Three-thousand 756 Hoosiers got confirmation on Wednesday that they have coronavirus.

That's the highest total since COVID-19 hit Indiana in March. Until Thursday, that is, when the number skyrocketed to 4,457.

Also Wednesday, the Vigo County Health Department cautioned the community about local "hot spots," where coronavirus cases have emerged. A surge in cases has stretched the department's resources, making it difficult to conduct vital contact tracing to identify and alert residents who may have been exposed to the infectious virus.

Also Wednesday, the Vigo County School Corp. announced that its three high schools would return to remote instruction for one week, while an elementary school would do the same for two weeks, because of "the amount of critical staff on quarantine," a district statement said. Honey Creek Middle School joined that list Thursday. Positive cases within the VCSC in the past two weeks had increased and quarantine totals hit 762 for students and 75 for staff.

All on Wednesday, Nov. 4, and Thursday, Nov. 5 — the days after Tuesday, Nov. 3.

The pandemic didn't magically go away after Election Day. And, it's not going to disappear anytime soon.

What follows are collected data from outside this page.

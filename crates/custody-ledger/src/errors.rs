//! # Error Types
//!
//! Every rejection a caller can observe from the ledger.
//!
//! The variant set is the stable taxonomy callers pattern-match on:
//! `Unauthorized`, `NotOwner`, `NotFound`, `DuplicateProduct`, `InvalidRole`,
//! `ActionTooFrequent`, `RateLimitExceeded`. [`LedgerError::code`] returns the
//! variant name so a UI never has to parse the message text.
//!
//! All of them are raised before any state is touched.

use crate::domain::value_objects::{ProductId, RecordKind, Role, RoleCode};
use serde::{Deserialize, Serialize};
use shared_types::{Identity, Timestamp};
use thiserror::Error;

// =============================================================================
// LEDGER ERRORS
// =============================================================================

/// Errors returned by ledger operations.
#[derive(Debug, Error, Clone, PartialEq, Eq)]
pub enum LedgerError {
    /// Caller lacks the role (or registry ownership) the operation needs.
    #[error("{reason}")]
    Unauthorized { reason: UnauthorizedReason },

    /// Caller is not the current owner of the product.
    #[error("You are not the product owner: {product_id} is held by {owner}")]
    NotOwner {
        product_id: ProductId,
        caller: Identity,
        owner: Identity,
    },

    /// Unknown product, or history index out of range.
    #[error("{0}")]
    NotFound(NotFoundKind),

    /// A product with this id already exists.
    #[error("Product already exists: {0}")]
    DuplicateProduct(ProductId),

    /// Role code outside the role enumeration.
    #[error("Invalid role code: {0}")]
    InvalidRole(RoleCode),

    /// Caller acted again before a cooldown elapsed.
    #[error("Action too frequent: {guard} requires {required_secs}s between actions, retry at {retry_at}")]
    ActionTooFrequent {
        guard: CooldownGuard,
        required_secs: u64,
        retry_at: Timestamp,
    },

    /// Caller hit a windowed cap.
    #[error("Rate limit exceeded: at most {max} {limit} per {window_secs}s, retry at {retry_at}")]
    RateLimitExceeded {
        limit: RateLimitKind,
        max: usize,
        window_secs: u64,
        retry_at: Timestamp,
    },
}

impl LedgerError {
    /// Stable machine-readable code (the variant name).
    #[must_use]
    pub fn code(&self) -> &'static str {
        match self {
            Self::Unauthorized { .. } => "Unauthorized",
            Self::NotOwner { .. } => "NotOwner",
            Self::NotFound(_) => "NotFound",
            Self::DuplicateProduct(_) => "DuplicateProduct",
            Self::InvalidRole(_) => "InvalidRole",
            Self::ActionTooFrequent { .. } => "ActionTooFrequent",
            Self::RateLimitExceeded { .. } => "RateLimitExceeded",
        }
    }

    /// Returns true if resubmitting later may succeed unchanged.
    #[must_use]
    pub fn is_retryable(&self) -> bool {
        matches!(
            self,
            Self::ActionTooFrequent { .. } | Self::RateLimitExceeded { .. }
        )
    }

    /// Earliest time a retry could be admitted, for throttling rejections.
    #[must_use]
    pub fn retry_at(&self) -> Option<Timestamp> {
        match self {
            Self::ActionTooFrequent { retry_at, .. } | Self::RateLimitExceeded { retry_at, .. } => {
                Some(*retry_at)
            }
            _ => None,
        }
    }

    pub(crate) fn product_not_found(product_id: &ProductId) -> Self {
        Self::NotFound(NotFoundKind::Product(product_id.clone()))
    }
}

/// Why an `Unauthorized` rejection happened.
#[derive(Debug, Error, Clone, PartialEq, Eq)]
pub enum UnauthorizedReason {
    /// Only the registry owner may grant roles.
    #[error("Only contract owner can grant roles (caller {caller})")]
    NotRegistryOwner { caller: Identity },

    /// Caller's role may not perform this transition.
    #[error("Your role is not allowed: {role} cannot {action}")]
    RoleNotAllowed { role: Role, action: RecordKind },

    /// Caller's role may transfer, but not to this recipient.
    #[error("Your role is not allowed: {role} may not transfer to a {recipient_role} ({recipient})")]
    RecipientNotAllowed {
        role: Role,
        recipient: Identity,
        recipient_role: Role,
    },
}

/// What could not be found.
#[derive(Debug, Error, Clone, PartialEq, Eq)]
pub enum NotFoundKind {
    /// No product with this id.
    #[error("Product does not exist: {0}")]
    Product(ProductId),

    /// History index past the end.
    #[error("History record {index} does not exist for {product_id} (length {length})")]
    HistoryIndex {
        product_id: ProductId,
        index: usize,
        length: usize,
    },
}

/// Which cooldown guard rejected an action.
///
/// The two guards are independent and evaluated in this order.
#[derive(Debug, Clone, Copy, PartialEq, Eq, Serialize, Deserialize)]
pub enum CooldownGuard {
    /// Minimum spacing between any two actions of one identity.
    ActionCooldown,
    /// Longer anti-spam spacing for identities not on the exempt list.
    AntiSpam,
}

impl std::fmt::Display for CooldownGuard {
    fn fmt(&self, f: &mut std::fmt::Formatter<'_>) -> std::fmt::Result {
        match self {
            Self::ActionCooldown => write!(f, "action cooldown"),
            Self::AntiSpam => write!(f, "anti-spam cooldown"),
        }
    }
}

/// Which windowed cap rejected an action.
#[derive(Debug, Clone, Copy, PartialEq, Eq, Serialize, Deserialize)]
pub enum RateLimitKind {
    /// Warranty transitions per short window.
    Warranty,
    /// Repair transitions per short window.
    RepairShort,
    /// Repair transitions per day.
    RepairDaily,
    /// Transitions of any kind per hour.
    Activity,
}

impl std::fmt::Display for RateLimitKind {
    fn fmt(&self, f: &mut std::fmt::Formatter<'_>) -> std::fmt::Result {
        match self {
            Self::Warranty => write!(f, "warranty claims"),
            Self::RepairShort | Self::RepairDaily => write!(f, "repairs"),
            Self::Activity => write!(f, "actions"),
        }
    }
}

Doctor Kris Box, the Indiana health commissioner, challenged lingering political conspiracy-theory fantasies that COVID-19 would vanish after the polls closed on Tuesday. Box was commenting Wednesday afternoon on the reasons Fountain and Warren counties in west-central Indiana have become virus hot spots.

"I can say, one of the underlying issues there is a significant resistance to social distancing, wearing masks. And, [there's] just kind of this concept and the belief system that the COVID pandemic, and the importance of it, was going to get better once the election was over," Box said during Gov Eric Holcomb's weekly coronavirus update, livestreamed statewide.

The passage of Tuesday into Wednesday also didn't stop or even slow the spread of COVID-19 across America and the globe. A total of 102,831 new cases in the U.S. were confirmed Wednesday, Johns Hopkins University reported. Fresh cases rose 21% during the past week, while the number of tests increased only 4.5%. The virus claimed 1,616 American lives Wednesday. Overseas, England reinstituted a national lockdown until Dec. 2, and other European countries imposed similar restrictions.

Here in Indiana, Holcomb stuck by his decision not to reimpose restrictions on businesses and public gatherings — steps he'd taken in March. Holcomb dismissed the idea of adding penalties for failing to wear face masks in public, suggesting they would be unenforceable.

Instead, the governor and his health commissioner urged Hoosiers to voluntarily abide by recommendations from public health professionals. Those four protocols — face masking in public, social distancing outside of the household, maintaining rigorous hygiene and staying home when sick — can slow COVID-19's spread and help keep schools and businesses open, Holcomb said. Coordination on a county to county basis, and tactics such as deploying National Guard troops to support the staff at nursing homes are more effective than adding restrictions, the governor believes.

Still, he acknowledged the detrimental effect pandemic deniers can have on the success of voluntary safety guidelines.

"To just be cavalier and say, 'Eh, I don't make that much of a difference,' well, A, it does, and, B, we don't know enough about this and the fatal impact it can have not only on the elderly, but those half their age," Holcomb said.

Twenty-one Hoosiers under 50 died of COVID-19 in the last two weeks of October, Box reported.

A record 1,948 Hoosiers were hospitalized with coronavirus on Thursday, according to the Indiana State Department of Health. People who refuse to mask up, and those they encounter, often are among the hospitalizations. The doctors, nurses, technicians, orderlies, nursing assistants and EMTs who care for them are "frankly exhausted," Box said, even as the hardest months are just now unfolding. Health-care workers have already run a nine-month marathon at a sprinter's pace.

Many "are quarantined or in a family quarantine," Box explained. "They're juggling home issues, just like the rest of us, like hybrid schooling. And some have even lost coworkers and family members to this disease. This all takes an incredible toll. They need our support now more than ever." Box asked retirees or nonpracticing health care workers to join a reserve force.

So, that's how the picture looked on Nov. 4 and 5. The governor urged every Hoosier to comply with voluntary safety measures, though that seems as productive right now as making I-70 speed limits optional. Some local schools reverted to online at-home learning. Cases are spiking. Hospitalizations are spiking. Workers in nursing homes and hospitals are tired, and many are battling infections themselves. National Guard troops are pitching in. A vaccine's timing and availability are uncertain.

COVID-19 didn't evaporate after Election Day. It's real. It's harming bodies, lives and livelihoods, now more than ever.